July 7, 2010

Finding Your Mission in Life

Much could be said about Richard Bolle’s seminal bestseller What Color Is Your Parachute? I picked up a copy a few years ago, having seen the book at my university’s career centre library and hearing glowing recommendations about it.

Unlike a lot of books in the career and self-help genre, Parachute has a soul. Bolles—a former Episcopal clergyman—speaks from the perspective of one with faith and doesn’t hide this from the reader. So when he discusses finding your life’s work, it is framed in a spiritual context: finding the work you were made, by God, to do.

There is a plethora of job-finding tips in this book, but I want to focus on the chapter about finding your mission in life. This chapter reads like an essay—or perhaps a sermon—on finding one’s vocation and frames this issue in a new light.

Rather than thinking of your mission as one thing you are called to do, Bolles suggests that each person’s mission has three parts.

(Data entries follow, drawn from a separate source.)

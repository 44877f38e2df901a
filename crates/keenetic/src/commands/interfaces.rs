//! Interface command handlers.

use tabled::Tabled;

use keenetic_core::{Command as CoreCommand, Controller, Interface};

use crate::cli::{GlobalOpts, InterfacesArgs, InterfacesCommand};
use crate::error::CliError;
use crate::output;

use super::util;

// ── Table row ───────────────────────────────────────────────────────

#[derive(Tabled)]
struct InterfaceRow {
    #[tabled(rename = "ID")]
    id: String,
    #[tabled(rename = "Name")]
    name: String,
    #[tabled(rename = "Type")]
    kind: String,
    #[tabled(rename = "State")]
    state: String,
    #[tabled(rename = "Connected")]
    connected: String,
    #[tabled(rename = "Address")]
    address: String,
}

impl InterfaceRow {
    fn new(i: &Interface, color: bool) -> Self {
        Self {
            id: i.id.clone(),
            name: i.name.clone(),
            kind: util::or_dash(i.kind.as_deref()),
            state: output::paint_state(&util::or_dash(i.state.as_deref()), color),
            connected: output::paint_state(&util::or_dash(i.connected.as_deref()), color),
            address: util::or_dash(i.address.as_deref()),
        }
    }
}

fn detail(i: &Interface) -> String {
    let mut pairs = vec![
        ("ID", i.id.clone()),
        ("Name", i.name.clone()),
        ("Type", util::or_dash(i.kind.as_deref())),
        ("Description", util::or_dash(i.description.as_deref())),
        ("State", util::or_dash(i.state.as_deref())),
        ("Link", util::or_dash(i.link.as_deref())),
        ("Connected", util::or_dash(i.connected.as_deref())),
        ("Address", util::or_dash(i.address.as_deref())),
        ("Mask", util::or_dash(i.mask.as_deref())),
        ("Uptime", util::uptime(i.uptime)),
    ];
    if let Some(temp) = i.temperature {
        pairs.push(("Temperature", format!("{temp:.0} °C")));
    }
    if let Some(ref remote) = i.wireguard_remote {
        pairs.push(("Peer", remote.clone()));
    }
    if !i.usedby.is_empty() {
        pairs.push(("Used by", i.usedby.join(", ")));
    }
    output::detail_lines(&pairs)
}

// ── Handler ─────────────────────────────────────────────────────────

pub async fn handle(
    controller: &Controller,
    args: InterfacesArgs,
    global: &GlobalOpts,
) -> Result<(), CliError> {
    match args.command {
        InterfacesCommand::List => {
            let snap = util::snapshot(controller)?;
            let color = output::should_color(&global.color);
            let interfaces: Vec<&Interface> = snap.interfaces.values().collect();
            let out = output::render_list(
                &global.output,
                &interfaces,
                |i| InterfaceRow::new(i, color),
                |i| i.id.clone(),
            )?;
            output::print_output(&out, global.quiet);
            Ok(())
        }

        InterfacesCommand::Get { id } => {
            let snap = util::snapshot(controller)?;
            let iface = snap.interface(&id).ok_or_else(|| CliError::NotFound {
                resource_type: "Interface".into(),
                identifier: id.clone(),
                list_command: "interfaces list".into(),
            })?;
            let out = output::render_single(&global.output, iface, detail, |i| i.id.clone())?;
            output::print_output(&out, global.quiet);
            Ok(())
        }

        InterfacesCommand::Up { id } => set_state(controller, id, true, global).await,
        InterfacesCommand::Down { id } => set_state(controller, id, false, global).await,
    }
}

async fn set_state(
    controller: &Controller,
    id: String,
    up: bool,
    global: &GlobalOpts,
) -> Result<(), CliError> {
    controller
        .execute(CoreCommand::SetInterface { id: id.clone(), up })
        .await?;
    if !global.quiet {
        let state = if up { "up" } else { "down" };
        eprintln!("Interface {id} {state}");
    }
    Ok(())
}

Summarized, these are:

1) To know God, the One who gives you your mission.

2) To do what you can each day to make the world a better place, following God’s spirit within you and around you.

3) a) To use the talent that you came to Earth to use—your greatest gift, that gives you joy to use

b) in the place(s) or settings that God has caused to appeal to you the most,

c) and for what God most needs to have done in the world.

The first two aspects of one’s mission are shared by all human beings, while the third is unique to each individual. Bolles notes that “We were all sent here to bring more gratitude, more kindness, more forgiveness, and more love into the world.” Humans share this mission because the task is too large to be accomplished by just one person.

This interpretation of one’s mission in life makes sense to me. How can you know your purpose before you know the one who gave you that purpose? It is also comforting to think that one’ s mission is a continual life process, rather than something you just “know” and I somehow missed that gene.

What the third aspect seems to come down to is having the courage to follow your heart, knowing God will lead you each step of the way. And being perceptive to your own interests: What activities bring you joy and make you lose all sense of time?

Ultimately, what we are called to do in this world is an intersection between the work we want to do and the work the world most needs to have done.